Without redressing the current land reform program, "we risk having endless social, racial and class frictions," Mabuza warned.

Such a reform program remains hopelessly inadequate to mitigate the negative impact of the legacy of colonialism and apartheid, Mabuza said.

This state of affairs continues to be a huge source of frustration and resentment to those who were brutally dispossessed of their land, he said.

"Currently, the situation demands of us to act together more than before and to resolve our national challenge of inequality and wealth disparities, which in the main are derived from land dispossession and landlessness," he said.

It is imperative for the government to execute a comprehensive land reform program that will enable South Africans to truly transform their country into a non-racial, non-sexist, humane and equal society, he said.

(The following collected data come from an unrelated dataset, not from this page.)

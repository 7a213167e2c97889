//! Site configuration loaded from environment variables.
//!
//! # Environment Variables
//!
//! All variables are optional; an empty environment runs the site with
//! offline flags and log-only tracking.
//!
//! - `SITE_HOST` - Bind address (default: 127.0.0.1)
//! - `SITE_PORT` - Listen port (default: 3000)
//! - `SITE_BASE_URL` - Public URL (default: <http://localhost:3000>)
//! - `FLAGS_URL` - Flag relay base URL; unset selects offline flags
//! - `FLAGS_SDK_KEY` - Flag relay SDK key (required when `FLAGS_URL` is set)
//! - `FLAGS_CACHE_TTL_SECS` - Evaluation cache TTL (default: 30)
//! - `FLAGS_TIMEOUT_MS` - Relay request timeout (default: 1500)
//! - `FLAGS_OVERRIDES_FILE` - JSON object of fixed values for offline flags
//! - `TRACKING_URL` - Event collector URL; unset logs events instead
//! - `TRACKING_WRITE_KEY` - Collector bearer token
//! - `HERO_AUTOPLAY_SECS` - Hero auto-advance period (default: 8)
//! - `HERO_MOUNT_IDLE_SECS` - Idle expiry for hero mounts (default: 1800)
//! - `SENTRY_DSN` - Sentry error tracking DSN
//! - `SENTRY_ENVIRONMENT` - Sentry environment name
//! - `SENTRY_SAMPLE_RATE` - Error sample rate (default: 1.0)
//! - `SENTRY_TRACES_SAMPLE_RATE` - Trace sample rate (default: 0.0)

use std::fmt::Display;
use std::net::{IpAddr, Ipv4Addr, SocketAddr};
use std::path::PathBuf;
use std::str::FromStr;
use std::time::Duration;

use secrecy::{ExposeSecret, SecretString};
use thiserror::Error;
use url::Url;

/// Blocklist of common placeholder patterns (case-insensitive)
const PLACEHOLDER_PATTERNS: &[&str] = &[
    "your-",
    "changeme",
    "replace",
    "placeholder",
    "example",
    "xxx",
    "todo",
    "insert",
];

/// Configuration errors that can occur during loading.
#[derive(Debug, Error)]
pub enum ConfigError {
    #[error("Missing environment variable: {0}")]
    MissingEnvVar(String),
    #[error("Invalid environment variable {0}: {1}")]
    InvalidEnvVar(String, String),
    #[error("Insecure secret in {0}: {1}")]
    InsecureSecret(String, String),
}

/// Site application configuration.
#[derive(Debug, Clone)]
pub struct SiteConfig {
    /// IP address to bind the server to
    pub host: IpAddr,
    /// Port to listen on
    pub port: u16,
    /// Public base URL for the site
    pub base_url: String,
    /// Flag evaluation configuration
    pub flags: FlagsConfig,
    /// Analytics sink configuration
    pub tracking: TrackingConfig,
    /// Hero carousel timing
    pub hero: HeroConfig,
    /// Sentry DSN for error tracking
    pub sentry_dsn: Option<String>,
    /// Sentry environment name (e.g. "production")
    pub sentry_environment: Option<String>,
    /// Fraction of errors sent to Sentry
    pub sentry_sample_rate: f32,
    /// Fraction of transactions traced
    pub sentry_traces_sample_rate: f32,
}

/// Flag evaluation configuration.
#[derive(Debug, Clone)]
pub struct FlagsConfig {
    /// Remote relay; `None` selects offline flags.
    pub relay: Option<FlagRelayConfig>,
    /// How long an evaluation is reused for the same context.
    pub cache_ttl: Duration,
    /// Fixed values served by offline flags.
    pub overrides_file: Option<PathBuf>,
}

/// Flag relay connection settings.
#[derive(Debug, Clone)]
pub struct FlagRelayConfig {
    pub url: Url,
    pub sdk_key: SecretString,
    pub timeout: Duration,
}

/// Event collector settings.
#[derive(Debug, Clone, Default)]
pub struct TrackingConfig {
    /// Collector endpoint; `None` writes events to the log.
    pub url: Option<Url>,
    pub write_key: Option<SecretString>,
}

/// Hero carousel timing.
#[derive(Debug, Clone)]
pub struct HeroConfig {
    /// Auto-advance period.
    pub autoplay: Duration,
    /// Hero mounts without any request for this long are dropped.
    pub mount_idle: Duration,
}

impl Default for SiteConfig {
    fn default() -> Self {
        Self {
            host: IpAddr::V4(Ipv4Addr::LOCALHOST),
            port: 3000,
            base_url: "http://localhost:3000".to_string(),
            flags: FlagsConfig::default(),
            tracking: TrackingConfig::default(),
            hero: HeroConfig::default(),
            sentry_dsn: None,
            sentry_environment: None,
            sentry_sample_rate: 1.0,
            sentry_traces_sample_rate: 0.0,
        }
    }
}

impl Default for FlagsConfig {
    fn default() -> Self {
        Self {
            relay: None,
            cache_ttl: Duration::from_secs(30),
            overrides_file: None,
        }
    }
}

impl Default for HeroConfig {
    fn default() -> Self {
        Self {
            autoplay: Duration::from_secs(8),
            mount_idle: Duration::from_secs(30 * 60),
        }
    }
}

impl SiteConfig {
    /// Load configuration from environment variables.
    ///
    /// Calls `dotenvy::dotenv()` to load from `.env` file if present.
    ///
    /// # Errors
    ///
    /// Returns `ConfigError` if a variable fails to parse, if `FLAGS_URL` is
    /// set without `FLAGS_SDK_KEY`, or if a secret looks like a placeholder.
    pub fn from_env() -> Result<Self, ConfigError> {
        // Load .env file if present (ignore errors if not found)
        let _ = dotenvy::dotenv();

        Ok(Self {
            host: parse_env("SITE_HOST", "127.0.0.1")?,
            port: parse_env("SITE_PORT", "3000")?,
            base_url: get_env_or_default("SITE_BASE_URL", "http://localhost:3000"),
            flags: FlagsConfig::from_env()?,
            tracking: TrackingConfig::from_env()?,
            hero: HeroConfig::from_env()?,
            sentry_dsn: get_optional_env("SENTRY_DSN"),
            sentry_environment: get_optional_env("SENTRY_ENVIRONMENT"),
            sentry_sample_rate: parse_env("SENTRY_SAMPLE_RATE", "1.0")?,
            sentry_traces_sample_rate: parse_env("SENTRY_TRACES_SAMPLE_RATE", "0.0")?,
        })
    }

    /// Returns the socket address for binding the server.
    #[must_use]
    pub const fn socket_addr(&self) -> SocketAddr {
        SocketAddr::new(self.host, self.port)
    }

    /// Whether the site is served over HTTPS (session cookies are `Secure`).
    #[must_use]
    pub fn is_secure(&self) -> bool {
        self.base_url.starts_with("https://")
    }
}

impl FlagsConfig {
    fn from_env() -> Result<Self, ConfigError> {
        let relay = match get_optional_env("FLAGS_URL") {
            Some(raw) => Some(FlagRelayConfig {
                url: parse_url("FLAGS_URL", &raw)?,
                sdk_key: get_validated_secret("FLAGS_SDK_KEY")?,
                timeout: Duration::from_millis(parse_env("FLAGS_TIMEOUT_MS", "1500")?),
            }),
            None => None,
        };

        Ok(Self {
            relay,
            cache_ttl: Duration::from_secs(parse_env("FLAGS_CACHE_TTL_SECS", "30")?),
            overrides_file: get_optional_env("FLAGS_OVERRIDES_FILE").map(PathBuf::from),
        })
    }
}

impl TrackingConfig {
    fn from_env() -> Result<Self, ConfigError> {
        let url = get_optional_env("TRACKING_URL")
            .map(|raw| parse_url("TRACKING_URL", &raw))
            .transpose()?;
        let write_key = match get_optional_env("TRACKING_WRITE_KEY") {
            Some(_) => Some(get_validated_secret("TRACKING_WRITE_KEY")?),
            None => None,
        };
        Ok(Self { url, write_key })
    }
}

impl HeroConfig {
    fn from_env() -> Result<Self, ConfigError> {
        let autoplay_secs: u64 = parse_env("HERO_AUTOPLAY_SECS", "8")?;
        if autoplay_secs == 0 {
            return Err(ConfigError::InvalidEnvVar(
                "HERO_AUTOPLAY_SECS".to_string(),
                "must be at least 1".to_string(),
            ));
        }
        Ok(Self {
            autoplay: Duration::from_secs(autoplay_secs),
            mount_idle: Duration::from_secs(parse_env("HERO_MOUNT_IDLE_SECS", "1800")?),
        })
    }
}

// =============================================================================
// Helper Functions
// =============================================================================

/// Get a required environment variable.
fn get_required_env(key: &str) -> Result<String, ConfigError> {
    std::env::var(key).map_err(|_| ConfigError::MissingEnvVar(key.to_string()))
}

/// Get an optional environment variable. Empty values count as unset.
fn get_optional_env(key: &str) -> Option<String> {
    std::env::var(key).ok().filter(|value| !value.is_empty())
}

/// Get an environment variable with a default value.
fn get_env_or_default(key: &str, default: &str) -> String {
    get_optional_env(key).unwrap_or_else(|| default.to_string())
}

/// Parse an environment variable, falling back to `default` when unset.
fn parse_env<T>(key: &str, default: &str) -> Result<T, ConfigError>
where
    T: FromStr,
    T::Err: Display,
{
    get_env_or_default(key, default)
        .parse::<T>()
        .map_err(|e| ConfigError::InvalidEnvVar(key.to_string(), e.to_string()))
}

fn parse_url(key: &str, raw: &str) -> Result<Url, ConfigError> {
    Url::parse(raw).map_err(|e| ConfigError::InvalidEnvVar(key.to_string(), e.to_string()))
}

/// Reject secrets that look like copied placeholders.
fn validate_secret_strength(secret: &str, var_name: &str) -> Result<(), ConfigError> {
    let lower = secret.to_lowercase();

    for pattern in PLACEHOLDER_PATTERNS {
        if lower.contains(pattern) {
            return Err(ConfigError::InsecureSecret(
                var_name.to_string(),
                format!("appears to be a placeholder (contains '{pattern}')"),
            ));
        }
    }

    Ok(())
}

/// Load and validate a secret from environment.
fn get_validated_secret(key: &str) -> Result<SecretString, ConfigError> {
    let value = get_required_env(key)?;
    validate_secret_strength(&value, key)?;
    Ok(SecretString::from(value))
}

/// Expose a secret for use as an HTTP header value.
pub(crate) fn bearer(secret: &SecretString) -> String {
    format!("Bearer {}", secret.expose_secret())
}
//! JSON API route handlers.

use axum::{Json, extract::State};
use tracing::instrument;

use omni_core::{GameFlags, VisitorContext};

use crate::context::session::VisitorStore;
use crate::flags::resolve_flags;
use crate::state::AppState;

/// Current visitor context. Creates the default record if none exists.
#[instrument(skip(store))]
pub async fn context(store: VisitorStore) -> Json<VisitorContext> {
    Json(store.current_context().await)
}

/// Flags evaluated for the current visitor, keyed by catalog key.
#[instrument(skip(state, store))]
pub async fn flags(State(state): State<AppState>, store: VisitorStore) -> Json<GameFlags> {
    let context = store.current_context().await;
    Json(resolve_flags(state.flags(), &context).await)
}
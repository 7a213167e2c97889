//! Middleware for the site.

pub mod session;

pub use session::create_session_layer;
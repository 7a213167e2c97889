//! Home page route handlers.

use askama::Template;
use askama_web::WebTemplate;
use axum::extract::State;
use tracing::instrument;

use omni_core::{GameFlags, ThemeName};

use crate::context::session::VisitorStore;
use crate::flags::resolve_flags;
use crate::hero::HeroView;
use crate::routes::context::ContextControlsView;
use crate::state::AppState;

/// Responsible-gaming banner display data.
#[derive(Debug, Clone)]
pub struct BannerView {
    pub show: bool,
    pub message: String,
    pub link_url: String,
}

impl From<&GameFlags> for BannerView {
    fn from(flags: &GameFlags) -> Self {
        Self {
            show: flags.show_responsible_gaming_banner,
            message: flags.responsible_gaming_message.clone(),
            link_url: flags.responsible_gaming_link_url.clone(),
        }
    }
}

/// Root class for the page theme.
const fn theme_class(theme: ThemeName) -> &'static str {
    match theme {
        ThemeName::Classic => "theme-classic",
        ThemeName::Neon => "theme-neon",
    }
}

/// Home page template.
#[derive(Template, WebTemplate)]
#[template(path = "home.html")]
pub struct HomeTemplate {
    pub theme_class: &'static str,
    pub hero: HeroView,
    pub controls: ContextControlsView,
    pub banner: BannerView,
}

/// Responsible-gaming banner fragment.
#[derive(Template, WebTemplate)]
#[template(path = "partials/responsible_gaming.html")]
pub struct BannerTemplate {
    pub banner: BannerView,
}

/// Display the home page.
///
/// Every render mounts a fresh hero for this page.
#[instrument(skip(state, store))]
pub async fn home(State(state): State<AppState>, store: VisitorStore) -> HomeTemplate {
    let context = store.current_context().await;
    let flags = resolve_flags(state.flags(), &context).await;

    let mount = state.hero_mounts().mount().await;
    mount.apply(&flags);

    HomeTemplate {
        theme_class: theme_class(flags.theme),
        hero: mount.view(&flags),
        controls: ContextControlsView::from(&context),
        banner: BannerView::from(&flags),
    }
}

/// Re-render the banner for the current visitor.
#[instrument(skip(state, store))]
pub async fn banner(State(state): State<AppState>, store: VisitorStore) -> BannerTemplate {
    let context = store.current_context().await;
    let flags = resolve_flags(state.flags(), &context).await;

    BannerTemplate {
        banner: BannerView::from(&flags),
    }
}
//! Slide index state machine.

/// Current slide of a fixed-size slide set.
///
/// The index is always in `0..len`; `len` is at least 1.
#[derive(Debug, Clone, Copy, PartialEq, Eq)]
pub struct Carousel {
    len: usize,
    index: usize,
}

impl Carousel {
    #[must_use]
    pub fn new(len: usize) -> Self {
        Self {
            len: len.max(1),
            index: 0,
        }
    }

    #[must_use]
    pub const fn index(&self) -> usize {
        self.index
    }

    #[must_use]
    pub const fn len(&self) -> usize {
        self.len
    }

    pub const fn next(&mut self) {
        self.index = (self.index + 1) % self.len;
    }

    pub const fn previous(&mut self) {
        self.index = (self.index + self.len - 1) % self.len;
    }

    /// Jump to `index`. Out-of-range indices are ignored.
    pub const fn jump_to(&mut self, index: usize) -> bool {
        if index < self.len {
            self.index = index;
            true
        } else {
            false
        }
    }

    /// Switch to a set of `len` slides, starting over at the first slide.
    ///
    /// Returns `true` if the size changed; same-size calls keep the index.
    pub fn resize(&mut self, len: usize) -> bool {
        if len.max(1) == self.len {
            return false;
        }
        *self = Self::new(len);
        true
    }
}

#[cfg(test)]
mod tests {
    use super::*;

    #[test]
    fn test_next_is_cyclic() {
        for len in 1..=3 {
            let mut carousel = Carousel::new(len);
            carousel.jump_to(len - 1);
            let start = carousel.index();
            for _ in 0..len {
                carousel.next();
            }
            assert_eq!(carousel.index(), start, "len {len}");
        }
    }

    #[test]
    fn test_previous_is_cyclic() {
        for len in 1..=3 {
            let mut carousel = Carousel::new(len);
            for _ in 0..len {
                carousel.previous();
            }
            assert_eq!(carousel.index(), 0, "len {len}");
        }
    }

    #[test]
    fn test_previous_wraps_to_last() {
        let mut carousel = Carousel::new(3);
        carousel.previous();
        assert_eq!(carousel.index(), 2);
        carousel.next();
        assert_eq!(carousel.index(), 0);
    }

    #[test]
    fn test_jump_to_bounds() {
        let mut carousel = Carousel::new(2);
        assert!(carousel.jump_to(1));
        assert_eq!(carousel.index(), 1);
        assert!(!carousel.jump_to(2));
        assert_eq!(carousel.index(), 1);
    }

    #[test]
    fn test_resize_resets_index() {
        let mut carousel = Carousel::new(3);
        carousel.jump_to(2);

        assert!(carousel.resize(2));
        assert_eq!(carousel.len(), 2);
        assert_eq!(carousel.index(), 0);

        carousel.next();
        assert!(!carousel.resize(2));
        assert_eq!(carousel.index(), 1);
    }

    #[test]
    fn test_empty_set_is_treated_as_single_slide() {
        let mut carousel = Carousel::new(0);
        carousel.next();
        carousel.previous();
        assert_eq!(carousel.index(), 0);
    }
}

He did not go further into the "comprehensive land reform program", but the government has strongly advocated land expropriation without compensation.

Mabuza said a comprehensive land reform is a means of addressing past injustices that has produced the prevailing triple challenge of poverty, unemployment and inequality.

It is a fact that the bulk of the land in this country is still firmly in the hands of the very few, said Mabuza.

Mabuza said the government has engaged in a transparent and responsible process that provides required leadership on how land expropriation without compensation can be finalized.

He encouraged white commercial farmers to partner with the government in implementing different models to address the land question, including donating land currently in their hands.

Also on Thursday, the civil group AfriForum lashed out at land expropriation without compensation, which it said was an attempt to centralize as much power as possible in the state.

The leaders of this policy had no respect for the pleas of poor South Africans, Ernst Roets, Deputy CEO of AfriForum, told the Parliamentary Portfolio Committee charged with reviewing Section 25 of the Constitution to pave way for land expropriation without compensation.

Roets said the campaign of the ruling African National Congress (ANC), in cooperation with the radical Economic Freedom Fighters (EFF), was built on a series of false arguments.

"The first false argument is an oversimplified, twisted perspective of history," he said.

The second is the ideological viewpoint that centralization of the power in the state will be to the benefit of the public and the third is eroding of property rights and tampering with healthy market principles will lead to economic growth, Roets said.